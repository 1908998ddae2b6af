//! Task service trait.
//!
//! The classification lifecycle in `qsketch-client` only needs the three
//! operations below. Keeping them behind a trait lets tests drive the
//! submit/poll state machine with a scripted in-memory service instead of a
//! live HTTP endpoint.

use async_trait::async_trait;

use crate::client::TasksClient;
use crate::error::ApiResult;
use crate::types::{
    CreateTaskRequest, CreateTaskResponse, HealthResponse, TaskId, TaskStatusResponse,
};

/// Interface to the classification task service.
#[async_trait]
pub trait TaskService: Send + Sync {
    /// Enqueue a classification task, returning its identifier.
    async fn create_task(&self, request: &CreateTaskRequest) -> ApiResult<CreateTaskResponse>;

    /// Fetch the current status of a task.
    async fn task_status(&self, task_id: &TaskId) -> ApiResult<TaskStatusResponse>;

    /// Check service liveness.
    async fn health(&self) -> ApiResult<HealthResponse>;
}

#[async_trait]
impl TaskService for TasksClient {
    async fn create_task(&self, request: &CreateTaskRequest) -> ApiResult<CreateTaskResponse> {
        TasksClient::create_task(self, request).await
    }

    async fn task_status(&self, task_id: &TaskId) -> ApiResult<TaskStatusResponse> {
        TasksClient::task_status(self, task_id).await
    }

    async fn health(&self) -> ApiResult<HealthResponse> {
        TasksClient::health(self).await
    }
}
--- --- ---
- What the task asks: Look through the listing, and copy each line in which the string "CreateTaskResponse" turns up.

- Answer area:
    CreateTaskRequest, CreateTaskResponse, HealthResponse, TaskId, TaskStatusResponse,
    async fn create_task(&self, request: &CreateTaskRequest) -> ApiResult<CreateTaskResponse>;
    async fn create_task(&self, request: &CreateTaskRequest) -> ApiResult<CreateTaskResponse> {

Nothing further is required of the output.